Friday, April 15, 2011

Permanently ban endosulfan, gov't urged

By Rhodina Villanueva (The Philippine Star) Updated April 14, 2011 12:00 AM Comments (0) View comments

MANILA, Philippines - Over 135 groups have asked the government to impose a permanent ban on endosulfan, a highly toxic pesticide, and to actively support a global move to have it eliminated for good to protect public health and the environment.

Through a petition letter, the groups led by the EcoWaste Coalition, Global Alliance for Incinerator Alternatives (GAIA) and Pesticide Action Network (PAN) urged tougher action against the pesticide ahead of a crucial inter-governmental meeting that is expected to seal the fate of endosulfan.

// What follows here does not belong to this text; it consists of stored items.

//! Account validation rules

use serde::Serialize;
use validator::ValidateEmail;

use super::entity::{Account, AccountField};

const MIN_USERNAME_LENGTH: usize = 2;
const MAX_USERNAME_LENGTH: usize = 255;
const MIN_PASSWORD_LENGTH: usize = 8;
const MAX_PASSWORD_LENGTH: usize = 32;

pub const INCORRECT_USERNAME: &str = "Incorrect username";
pub const INCORRECT_EMAIL: &str = "Incorrect email";
pub const WEAK_PASSWORD: &str = "Password does not meet password requirements";

/// A single rule violation
#[derive(Debug, Clone, PartialEq, Eq, Serialize)]
pub struct ValidationError {
    pub field: AccountField,
    pub message: String,
}

impl ValidationError {
    pub fn new(field: AccountField, message: impl Into<String>) -> Self {
        Self {
            field,
            message: message.into(),
        }
    }
}

impl std::fmt::Display for ValidationError {
    fn fmt(&self, f: &mut std::fmt::Formatter<'_>) -> std::fmt::Result {
        write!(f, "{}: {}", self.field, self.message)
    }
}

/// Field-level validation of an entity.
///
/// Both operations are total: an empty list means the entity is valid.
pub trait EntityValidator<E>: Send + Sync {
    /// Apply every rule the validator knows about
    fn validate_all_fields(&self, entity: &E) -> Vec<ValidationError>;

    /// Apply only the rules named in `fields`; unknown names are ignored
    fn validate_selected_fields(&self, entity: &E, fields: &[&str]) -> Vec<ValidationError>;
}

/// Validator for [`Account`] over the closed set of username, email and password
#[derive(Debug, Clone, Copy, Default)]
pub struct AccountValidator;

impl AccountValidator {
    pub fn new() -> Self {
        Self
    }

    fn check(&self, account: &Account, field: AccountField) -> Option<ValidationError> {
        let (valid, message) = match field {
            AccountField::Username => (is_valid_username(account.username()), INCORRECT_USERNAME),
            AccountField::Email => (is_valid_email(account.email()), INCORRECT_EMAIL),
            AccountField::Password => (is_strong_password(account.password()), WEAK_PASSWORD),
        };

        (!valid).then(|| ValidationError::new(field, message))
    }
}

impl EntityValidator<Account> for AccountValidator {
    fn validate_all_fields(&self, account: &Account) -> Vec<ValidationError> {
        AccountField::ALL
            .into_iter()
            .filter_map(|field| self.check(account, field))
            .collect()
    }

    fn validate_selected_fields(&self, account: &Account, fields: &[&str]) -> Vec<ValidationError> {
        // Iterate the known fields rather than the input so ordering stays fixed
        AccountField::ALL
            .into_iter()
            .filter(|field| fields.contains(&field.as_str()))
            .filter_map(|field| self.check(account, field))
            .collect()
    }
}

/// Username length must be within 2..=255 characters
pub fn is_valid_username(username: &str) -> bool {
    let length = username.chars().count();
    (MIN_USERNAME_LENGTH..=MAX_USERNAME_LENGTH).contains(&length)
}

/// Email must be well-formed and addressed to a dotted domain name.
///
/// IP literals and single-label hosts such as `localhost` are refused.
pub fn is_valid_email(email: &str) -> bool {
    if !email.validate_email() {
        return false;
    }

    match email.rsplit_once('@') {
        Some((_, domain)) => has_public_domain(domain),
        None => false,
    }
}

fn has_public_domain(domain: &str) -> bool {
    if domain.starts_with('[') {
        return false;
    }

    let tld = match domain.rsplit_once('.') {
        Some((_, tld)) => tld,
        None => return false,
    };

    let alphabetic = tld.chars().count() >= 2 && tld.chars().all(char::is_alphabetic);
    let punycode = tld.len() > 4 && tld.to_ascii_lowercase().starts_with("xn--");

    alphabetic || punycode
}

/// Password rules:
/// - 8 to 32 characters
/// - at least one lowercase letter, uppercase letter, digit and symbol
pub fn is_strong_password(password: &str) -> bool {
    let length = password.chars().count();
    if !(MIN_PASSWORD_LENGTH..=MAX_PASSWORD_LENGTH).contains(&length) {
        return false;
    }

    let mut lowercase = false;
    let mut uppercase = false;
    let mut digit = false;
    let mut symbol = false;

    for c in password.chars() {
        lowercase |= c.is_ascii_lowercase();
        uppercase |= c.is_ascii_uppercase();
        digit |= c.is_ascii_digit();
        symbol |= c.is_ascii_punctuation() || c == ' ' || c == '£';
    }

    lowercase && uppercase && digit && symbol
}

The Stockholm Convention on Persistent Organic Pollutants (POPs) will meet on April 25-29 in Geneva, Switzerland to discuss matters related to the implementation of the treaty, including the recommendation by a panel of scientific experts to ban endosulfan.

Last year, the UN POPs Review Committee (POPRC) recommended to add endosulfan, after a rigorous process for evaluating the chemical, to Annex A of the treaty as a new POP for worldwide elimination.

The “AlerToxic Patrol” volunteers of the EcoWaste Coalition’s Project PROTECT (People Responding and Organizing against Toxic Chemical Threats) brought the petition letter to the Department of Agriculture (DA) where a picket was also held.

The petitioners asked Agriculture Secretary Proceso Alcala to be in step with nations which will soon make a historic decision of adding endosulfan to the POPs treaty, which will eventually lead to its elimination from global use.

Over 80 governments, including the state governments of Kerala and Karnataka in India, the 27-nation European Union and the governments of Australia, Canada, Indonesia, Malaysia, New Zealand, South Korea and Sri Lanka have taken decisive steps to protecthuman health and the environment by phasing out and banning endosulfan.

In June last year, the US Environmental Protection Agency announced its action to terminate all uses of endosulfan because it “poses unacceptable risks to agricultural workers and wildlife, and can persist in the environment.”